Several groups included a number of variables as covariates in linkage analyses [128, 133, 134]. Olson et al. studied 272 sibpairs from the NIMH Genetics Initiative with complete covariate information on age-at-onset, current age and ApoE genotype, to determine the effects of these covariates on linkage . They were able to obtain stronger evidence of linkage to regions on chromosomes 5, 6, 9 and 21, previously identified in genome scans using the NIMH data [121, 127]. More interestingly, they detected signals at chromosomes 14 and 20 in regions not previously identified by inclusion of covariates. The most significant evidence came from chromosomes 20p and 21p near the APP region, where linkage was strongest in the oldest age group, lacking the ApoE ε4 allele. There was also significant epistasis between these two regions suggesting a biological link. Avramopoulos et al. found linkage to chromosome 14q24 region near the PSEN1 locus using presence of psychotic features as a covariate  in a subset of the NIMH sibpairs. Their strongest linkage was detected in earlier onset AD families without comorbid hallucinations. Two other studies identified 14q24 as a risk region [123, 135]. Recent meta-analyses of an intronic SNP in PSEN1 was found to have significant association with AD in 34 different studies, drawing attention to the potential involvement of this established EOAD gene for LOAD, as well . Bacanu et al. analyzed the subset of the NIMH families with psychotic symptoms and ApoE ε4 allele and determined linkage to chromosomes 2p, 6q and 21q . These regions do not overlap with those from the Avrampoulos et al. study . Although both studies showed linkage to 2p in LOAD with psychotic features, their locations are ~40 cM apart. Holmans et al.  analyzed the effects of multiple covariates including age-at-onset, rate of decline and ApoE on the linkage of LOAD series with major overlap with the Myers et al. study . Their most significant finding was on chromosome 21 in the NIMH dataset, where linkage was strongest in the sibpairs with high age-at-onset, thus confirming the results of Olson et al. . Their approach led to improved linkage findings in several other chromosomal loci.

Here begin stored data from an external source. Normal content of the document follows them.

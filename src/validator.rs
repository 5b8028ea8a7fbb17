//! Statement Validator
//!
//! Straight-line allow-list filter over untrusted SQL text from the
//! generative backend. Checks run in order and stop at the first failure:
//!
//! 1. empty input
//! 2. any `;` (one statement only)
//! 3. word-bounded denylisted keyword, case-insensitive
//! 4. tokenization (sqlparser, PostgreSQL dialect)
//! 5. first non-whitespace, non-comment token is SELECT or WITH
//!
//! This is not a SQL grammar. A discovered bypass is fixed by tightening
//! these checks or extending [`DENIED_KEYWORDS`].

use crate::execution::ensure_limit_with;
use lazy_static::lazy_static;
use regex::Regex;
use serde::Serialize;
use sqlparser::dialect::PostgreSqlDialect;
use sqlparser::tokenizer::{Token, Tokenizer};
use std::fmt;

pub const DENIED_KEYWORDS: &[&str] = &[
    "INSERT", "UPDATE", "DELETE", "DROP", "ALTER", "CREATE", "TRUNCATE", "GRANT", "REVOKE", "COPY",
];

lazy_static! {
    static ref DENIED: Regex =
        Regex::new(&format!(r"(?i)\b(?:{})\b", DENIED_KEYWORDS.join("|"))).unwrap();
}

/// Why a candidate statement was rejected
#[derive(Debug, Clone, PartialEq, Eq, Serialize)]
#[serde(tag = "check", content = "detail", rename_all = "snake_case")]
pub enum Rejection {
    Empty,
    MultipleStatements,
    DisallowedKeyword(String),
    Unparseable(String),
    EmptyStatement,
    NotReadOnly(String),
}

impl fmt::Display for Rejection {
    fn fmt(&self, f: &mut fmt::Formatter<'_>) -> fmt::Result {
        match self {
            Rejection::Empty => write!(f, "empty"),
            Rejection::MultipleStatements => write!(f, "multiple statements not allowed"),
            Rejection::DisallowedKeyword(keyword) => write!(f, "disallowed keyword: {}", keyword),
            Rejection::Unparseable(msg) => write!(f, "could not parse: {}", msg),
            Rejection::EmptyStatement => write!(f, "empty statement"),
            Rejection::NotReadOnly(first) => {
                write!(f, "only SELECT/WITH allowed (statement starts with {})", first)
            }
        }
    }
}

/// Accept/reject decision. There is no partially accepted state.
#[derive(Debug, Clone, PartialEq, Eq, Serialize)]
pub struct SafetyVerdict {
    pub accepted: bool,
    pub reason: Option<Rejection>,
}

impl SafetyVerdict {
    fn accept() -> Self {
        Self {
            accepted: true,
            reason: None,
        }
    }

    fn reject(reason: Rejection) -> Self {
        Self {
            accepted: false,
            reason: Some(reason),
        }
    }

    pub fn reason_text(&self) -> Option<String> {
        self.reason.as_ref().map(ToString::to_string)
    }
}

/// Run the full check sequence over `candidate`.
pub fn validate(candidate: &str) -> SafetyVerdict {
    match check(candidate) {
        Ok(()) => SafetyVerdict::accept(),
        Err(reason) => SafetyVerdict::reject(reason),
    }
}

fn check(candidate: &str) -> Result<(), Rejection> {
    if candidate.is_empty() {
        return Err(Rejection::Empty);
    }

    if candidate.trim().contains(';') {
        return Err(Rejection::MultipleStatements);
    }

    if let Some(found) = DENIED.find(candidate) {
        return Err(Rejection::DisallowedKeyword(found.as_str().to_uppercase()));
    }

    let dialect = PostgreSqlDialect {};
    let tokens = Tokenizer::new(&dialect, candidate)
        .tokenize()
        .map_err(|e| Rejection::Unparseable(e.to_string()))?;

    let first = tokens
        .iter()
        .find(|token| !matches!(token, Token::Whitespace(_) | Token::EOF))
        .ok_or(Rejection::EmptyStatement)?;

    match first {
        Token::Word(word)
            if word.quote_style.is_none()
                && matches!(word.value.to_uppercase().as_str(), "SELECT" | "WITH") =>
        {
            Ok(())
        }
        other => Err(Rejection::NotReadOnly(other.to_string())),
    }
}

/// SQL text from the generative backend that has not been checked.
#[derive(Debug, Clone, PartialEq, Eq)]
pub struct UnvalidatedSql(String);

impl UnvalidatedSql {
    pub fn new(sql: impl Into<String>) -> Self {
        Self(sql.into())
    }

    pub fn as_str(&self) -> &str {
        &self.0
    }

    pub fn into_inner(self) -> String {
        self.0
    }

    /// Append a `LIMIT` when the text has none.
    pub fn with_row_limit(self, limit: u64) -> Self {
        Self(ensure_limit_with(&self.0, limit))
    }

    /// The only way to obtain a [`ValidatedSql`].
    pub fn validate(self) -> Result<ValidatedSql, Rejection> {
        check(&self.0)?;
        Ok(ValidatedSql(self.0))
    }
}

impl fmt::Display for UnvalidatedSql {
    fn fmt(&self, f: &mut fmt::Formatter<'_>) -> fmt::Result {
        f.write_str(&self.0)
    }
}

/// SQL text that passed every validator check. Executors accept only this.
#[derive(Debug, Clone, PartialEq, Eq)]
pub struct ValidatedSql(String);

impl ValidatedSql {
    pub fn as_str(&self) -> &str {
        &self.0
    }

    pub fn into_inner(self) -> String {
        self.0
    }
}

impl fmt::Display for ValidatedSql {
    fn fmt(&self, f: &mut fmt::Formatter<'_>) -> fmt::Result {
        f.write_str(&self.0)
    }
}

Quantitative trait analyses in LOAD were first performed by Ertekin-Taner et al. using plasma Aβ levels as the phenotype  where evidence of linkage to chromosome 10 was determined in a locus overlapping with that from the Myers et al. study . Li et al. used age-at-onset as a quantitative phenotype in AD and PD families . Their strongest evidence for linkage in AD families came from chromosome 10q at a locus >50 cM downstream that of the Myers et al.  and Ertekin-Taner et al.  linkage.
These linkage studies with alternative analytical approaches have several important uses. They can: 1) lead to identification of novel loci by reducing heterogeneity and increasing power; 2) help confirm prior findings; 3) identify the subset of individuals where effect of the risk locus is strongest, thus potentially help guide future mapping/association studies; 4) bring some potential understanding to the pathophysiologic effects of the risk locus (e.g. decreases age at onset, acts via the amyloid pathway etc.).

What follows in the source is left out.